• REQUIRED ACTION
Find every line in the entries that holds the string "models" and report it.

Segment Start: DATA TO EXAMINE

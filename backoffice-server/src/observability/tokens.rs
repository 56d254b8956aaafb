//! One-time action tokens

use chrono::{DateTime, Duration, Utc};
use rand::RngCore;
use redb::WriteTransaction;
use shared::models::ActionToken;

use super::{ReplayError, ReplayResult};
use crate::db::tables::ACTION_TOKENS;
use crate::db::{get_doc, put_doc};

/// 256 bits of randomness, hex encoded
fn random_token() -> String {
    let mut bytes = [0u8; 32];
    rand::thread_rng().fill_bytes(&mut bytes);
    hex::encode(bytes)
}

pub fn mint(
    txn: &WriteTransaction,
    error_id: &str,
    user_id: &str,
    ttl_seconds: u64,
    now: DateTime<Utc>,
) -> ReplayResult<ActionToken> {
    let token = ActionToken {
        token: random_token(),
        error_id: error_id.to_string(),
        user_id: user_id.to_string(),
        expires_at: now + Duration::seconds(ttl_seconds as i64),
        used: false,
        used_at: None,
        created_at: now,
    };
    let mut table = txn.open_table(ACTION_TOKENS)?;
    put_doc(&mut table, &token.token, &token)?;
    Ok(token)
}

/// Validate and consume a token in one step
///
/// The write transaction serializes redeemers, so the read of `used` and the
/// write flipping it cannot interleave with another redemption.
pub fn redeem(
    txn: &WriteTransaction,
    token: &str,
    error_id: &str,
    user_id: &str,
    now: DateTime<Utc>,
) -> ReplayResult<ActionToken> {
    let mut table = txn.open_table(ACTION_TOKENS)?;
    let mut stored: ActionToken = get_doc(&table, token)?
        .filter(|t: &ActionToken| t.error_id == error_id)
        .ok_or(ReplayError::TokenNotFound)?;

    if stored.used {
        return Err(ReplayError::TokenUsed);
    }
    if now > stored.expires_at {
        return Err(ReplayError::TokenExpired);
    }
    if stored.user_id != user_id {
        return Err(ReplayError::TokenUserMismatch);
    }

    stored.used = true;
    stored.used_at = Some(now);
    put_doc(&mut table, token, &stored)?;
    Ok(stored)
}
//! Recipes API Handlers

use axum::extract::{Path, Query, State};
use http::StatusCode;
use rust_decimal::Decimal;
use serde::Deserialize;
use shared::error::{ApiResponse, AppError, AppResult};
use shared::models::{ExpandedLine, MenuItem, MenuItemCreate, Recipe, RecipeCost, RecipeCreate};

use crate::api::{ValidatedJson, VenueQuery, authorize};
use crate::auth::CurrentUser;
use crate::core::ServerState;
use crate::features::Module;

#[derive(Debug, Default, Deserialize)]
pub struct QtyQuery {
    pub qty: Option<Decimal>,
}

impl QtyQuery {
    fn qty(&self) -> AppResult<Decimal> {
        let qty = self.qty.unwrap_or(Decimal::ONE);
        if qty <= Decimal::ZERO {
            return Err(AppError::invalid_field("qty", "must be positive"));
        }
        Ok(qty)
    }
}

fn scoped_menu_item(state: &ServerState, user: &CurrentUser, id: &str) -> AppResult<MenuItem> {
    let menu_item = state.recipes.get_menu_item(id)?;
    authorize(state, user, &menu_item.venue_id, Module::Recipes)?;
    Ok(menu_item)
}

/// GET /api/recipes/menu-items
pub async fn list_menu_items(
    State(state): State<ServerState>,
    user: CurrentUser,
    Query(query): Query<VenueQuery>,
) -> AppResult<ApiResponse<Vec<MenuItem>>> {
    let venue_id = query.resolve(&user);
    authorize(&state, &user, &venue_id, Module::Recipes)?;
    Ok(ApiResponse::new("menu_items", state.recipes.list_menu_items(&venue_id)?))
}

/// POST /api/recipes/menu-items
pub async fn create_menu_item(
    State(state): State<ServerState>,
    user: CurrentUser,
    ValidatedJson(payload): ValidatedJson<MenuItemCreate>,
) -> AppResult<(StatusCode, ApiResponse<MenuItem>)> {
    authorize(&state, &user, &payload.venue_id, Module::Recipes)?;
    let menu_item = state.recipes.create_menu_item(payload)?;
    Ok((StatusCode::CREATED, ApiResponse::new("menu_item", menu_item)))
}

/// GET /api/recipes/menu-items/{id}
pub async fn get_menu_item(
    State(state): State<ServerState>,
    user: CurrentUser,
    Path(id): Path<String>,
) -> AppResult<ApiResponse<MenuItem>> {
    Ok(ApiResponse::new("menu_item", scoped_menu_item(&state, &user, &id)?))
}

/// GET /api/recipes/menu-items/{id}/expand?qty=
pub async fn expand(
    State(state): State<ServerState>,
    user: CurrentUser,
    Path(id): Path<String>,
    Query(query): Query<QtyQuery>,
) -> AppResult<ApiResponse<Vec<ExpandedLine>>> {
    scoped_menu_item(&state, &user, &id)?;
    let lines = state.recipes.expand(&id, query.qty()?)?;
    Ok(ApiResponse::new("lines", lines))
}

/// GET /api/recipes/menu-items/{id}/cost?qty=
pub async fn cost(
    State(state): State<ServerState>,
    user: CurrentUser,
    Path(id): Path<String>,
    Query(query): Query<QtyQuery>,
) -> AppResult<ApiResponse<RecipeCost>> {
    scoped_menu_item(&state, &user, &id)?;
    Ok(ApiResponse::new("cost", state.recipes.cost(&id, query.qty()?)?))
}

/// POST /api/recipes/recipes
pub async fn save_recipe(
    State(state): State<ServerState>,
    user: CurrentUser,
    ValidatedJson(payload): ValidatedJson<RecipeCreate>,
) -> AppResult<ApiResponse<Recipe>> {
    authorize(&state, &user, &payload.venue_id, Module::Recipes)?;
    let recipe = state.recipes.save_recipe(payload)?;
    tracing::info!(recipe_id = %recipe.id, user_id = %user.id, "Recipe saved");
    Ok(ApiResponse::new("recipe", recipe))
}

/// GET /api/recipes/recipes/{id}
pub async fn get_recipe(
    State(state): State<ServerState>,
    user: CurrentUser,
    Path(id): Path<String>,
) -> AppResult<ApiResponse<Recipe>> {
    let recipe = state.recipes.get_recipe(&id)?;
    authorize(&state, &user, &recipe.venue_id, Module::Recipes)?;
    Ok(ApiResponse::new("recipe", recipe))
}
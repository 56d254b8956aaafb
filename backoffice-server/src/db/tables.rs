//! Table definitions
//!
//! Documents are JSON under a string id. Index tables carry composite keys
//! and a unit value; range scans over a key prefix give the ordered lookups.
//!
//! | Table | Key | Value |
//! |-------|-----|-------|
//! | `items` | `item_id` | `Item` |
//! | `items_by_venue` | `(venue_id, item_id)` | `()` |
//! | `ledger` | `(item_id, seq)` | `LedgerEntry` |
//! | `ledger_by_ref` | `(ref_key, item_id, seq)` | `()` |
//! | `lots` | `item_id/lot_number` | `Lot` |
//! | `lots_by_item` | `(item_id, lot_id)` | `()` |
//! | `suppliers` | `supplier_id` | `Supplier` |
//! | `purchase_orders` | `po_id` | `PurchaseOrder` |
//! | `stock_counts` | `count_id` | `StockCount` |
//! | `waste` | `waste_id` | `WasteRecord` |
//! | `waste_by_venue` | `(venue_id, created_ms, waste_id)` | `()` |
//! | `outbox` | `seq` | `OutboxEvent` |
//! | `menu_items` | `menu_item_id` | `MenuItem` |
//! | `menu_by_venue` | `(venue_id, menu_item_id)` | `()` |
//! | `recipes` | `recipe_id` | `Recipe` |
//! | `pos_sessions` | `session_id` | `PosSession` |
//! | `orders` | `order_id` | `Order` |
//! | `payments` | `payment_id` | `Payment` |
//! | `payments_by_order` | `(order_id, payment_id)` | `()` |
//! | `tips` | `tip_id` | `TipRecord` |
//! | `tickets` | `ticket_id` | `Ticket` |
//! | `tickets_by_venue` | `(venue_id, status, created_ms, ticket_id)` | `()` |
//! | `tickets_by_order` | `(order_id, ticket_id)` | `()` |
//! | `ticket_ops` | `(ticket_id, op_id)` | `()` |
//! | `stations` | `(venue_id, station_key)` | `Station` |
//! | `error_records` | `error_id` | `ErrorRecord` |
//! | `errors_by_venue` | `(venue_id, error_id)` | `()` |
//! | `error_fingerprints` | `(venue_id, fingerprint)` | `error_id` |
//! | `action_tokens` | `token` | `ActionToken` |
//! | `idempotency` | `scope:key` | `IdempotencyRecord` |
//! | `counters` | `name` | `u64` |

use redb::TableDefinition;

pub type DocTable = TableDefinition<'static, &'static str, &'static [u8]>;
pub type PairIndex = TableDefinition<'static, (&'static str, &'static str), ()>;

// ========== Inventory ==========

pub const ITEMS: DocTable = TableDefinition::new("items");
pub const ITEMS_BY_VENUE: PairIndex = TableDefinition::new("items_by_venue");
pub const LEDGER: TableDefinition<(&str, u64), &[u8]> = TableDefinition::new("ledger");
pub const LEDGER_BY_REF: TableDefinition<(&str, &str, u64), ()> =
    TableDefinition::new("ledger_by_ref");
pub const LOTS: DocTable = TableDefinition::new("lots");
pub const LOTS_BY_ITEM: PairIndex = TableDefinition::new("lots_by_item");
pub const SUPPLIERS: DocTable = TableDefinition::new("suppliers");
pub const PURCHASE_ORDERS: DocTable = TableDefinition::new("purchase_orders");
pub const STOCK_COUNTS: DocTable = TableDefinition::new("stock_counts");
pub const WASTE: DocTable = TableDefinition::new("waste");
pub const WASTE_BY_VENUE: TableDefinition<(&str, i64, &str), ()> =
    TableDefinition::new("waste_by_venue");
pub const OUTBOX: TableDefinition<u64, &[u8]> = TableDefinition::new("outbox");

// ========== Recipes ==========

pub const MENU_ITEMS: DocTable = TableDefinition::new("menu_items");
pub const MENU_BY_VENUE: PairIndex = TableDefinition::new("menu_by_venue");
pub const RECIPES: DocTable = TableDefinition::new("recipes");

// ========== POS ==========

pub const POS_SESSIONS: DocTable = TableDefinition::new("pos_sessions");
pub const ORDERS: DocTable = TableDefinition::new("orders");
pub const PAYMENTS: DocTable = TableDefinition::new("payments");
pub const PAYMENTS_BY_ORDER: PairIndex = TableDefinition::new("payments_by_order");
pub const TIPS: DocTable = TableDefinition::new("tips");

// ========== KDS ==========

pub const TICKETS: DocTable = TableDefinition::new("tickets");
pub const TICKETS_BY_VENUE: TableDefinition<(&str, &str, i64, &str), ()> =
    TableDefinition::new("tickets_by_venue");
pub const TICKETS_BY_ORDER: PairIndex = TableDefinition::new("tickets_by_order");
pub const TICKET_OPS: PairIndex = TableDefinition::new("ticket_ops");
pub const STATIONS: TableDefinition<(&str, &str), &[u8]> = TableDefinition::new("stations");

// ========== Observability ==========

pub const ERROR_RECORDS: DocTable = TableDefinition::new("error_records");
pub const ERRORS_BY_VENUE: PairIndex = TableDefinition::new("errors_by_venue");
pub const ERROR_FINGERPRINTS: TableDefinition<(&str, &str), &str> =
    TableDefinition::new("error_fingerprints");
pub const ACTION_TOKENS: DocTable = TableDefinition::new("action_tokens");

// ========== Shared ==========

pub const IDEMPOTENCY: DocTable = TableDefinition::new("idempotency");
pub const COUNTERS: TableDefinition<&str, u64> = TableDefinition::new("counters");
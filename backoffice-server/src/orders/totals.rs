//! Order totals and settlement status
//!
//! All amounts are integer minor units. Tax is computed per line from the
//! snapshot rate and rounded half-up; the discount is capped at the taxed
//! subtotal so the grand total never goes negative.

use shared::models::{Order, OrderPaymentStatus, OrderStatus, OrderTotals};

use super::{OrderError, OrderResult};

/// `amount × bps / 10000`, rounded half-up
///
/// `None` if the result does not fit in an `i64`.
pub fn line_tax(amount: i64, tax_rate_bps: u32) -> Option<i64> {
    let scaled = i128::from(amount) * i128::from(tax_rate_bps);
    let rounded = if scaled >= 0 {
        (scaled + 5_000) / 10_000
    } else {
        (scaled - 5_000) / 10_000
    };
    i64::try_from(rounded).ok()
}

/// Recompute totals from the items, keeping the paid amount
///
/// Leaves the order untouched when any amount overflows.
pub fn recompute(order: &mut Order) -> OrderResult<()> {
    let out_of_range = || OrderError::AmountOutOfRange(order.display_id.clone());

    let mut subtotal: i64 = 0;
    let mut tax: i64 = 0;
    for item in &order.items {
        let line = item.line_total().ok_or_else(out_of_range)?;
        let line_tax_amount = line_tax(line, item.tax_rate_bps).ok_or_else(out_of_range)?;
        subtotal = subtotal.checked_add(line).ok_or_else(out_of_range)?;
        tax = tax.checked_add(line_tax_amount).ok_or_else(out_of_range)?;
    }
    let taxed = subtotal.checked_add(tax).ok_or_else(out_of_range)?;
    let discount = order.totals.discount.clamp(0, taxed);
    let grand_total = taxed - discount;
    let balance = grand_total
        .checked_sub(order.totals.paid)
        .ok_or_else(out_of_range)?;

    order.totals = OrderTotals {
        subtotal,
        tax,
        discount,
        grand_total,
        paid: order.totals.paid,
        balance,
    };
    Ok(())
}

/// Apply the completed-payment sum to an order's totals and status
///
/// Only orders past `OPEN` and not terminal carry a payment status:
/// fully covered is PAID, partly covered PARTIAL, nothing paid falls back
/// to SENT.
pub fn settle(order: &mut Order, paid: i64) {
    order.totals.paid = paid;
    order.totals.balance = order.totals.grand_total.saturating_sub(paid);

    let (status, payment_status) = if paid <= 0 {
        (OrderStatus::Sent, OrderPaymentStatus::Unpaid)
    } else if paid >= order.totals.grand_total {
        (OrderStatus::Paid, OrderPaymentStatus::Paid)
    } else {
        (OrderStatus::Partial, OrderPaymentStatus::Partial)
    };
    order.payment_status = payment_status;
    if matches!(
        order.status,
        OrderStatus::Sent | OrderStatus::Partial | OrderStatus::Paid
    ) {
        order.status = status;
    }
}

#[cfg(test)]
mod tests {
    use super::*;

    #[test]
    fn test_line_tax_rounds_half_up() {
        assert_eq!(line_tax(1000, 1800), Some(180));
        assert_eq!(line_tax(25, 1800), Some(5)); // 4.5
        assert_eq!(line_tax(24, 1800), Some(4)); // 4.32
        assert_eq!(line_tax(999, 0), Some(0));
    }

    #[test]
    fn test_line_tax_does_not_truncate() {
        assert_eq!(line_tax(i64::MAX, 10_000), Some(i64::MAX));
        assert_eq!(line_tax(i64::MAX, 20_000), None);
    }
}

Segment End: DATA TO EXAMINE

• COMPLETED TASK
use shared::models::ActionToken;
use shared::models::{ExpandedLine, MenuItem, MenuItemCreate, Recipe, RecipeCost, RecipeCreate};
use shared::models::{Order, OrderPaymentStatus, OrderStatus, OrderTotals};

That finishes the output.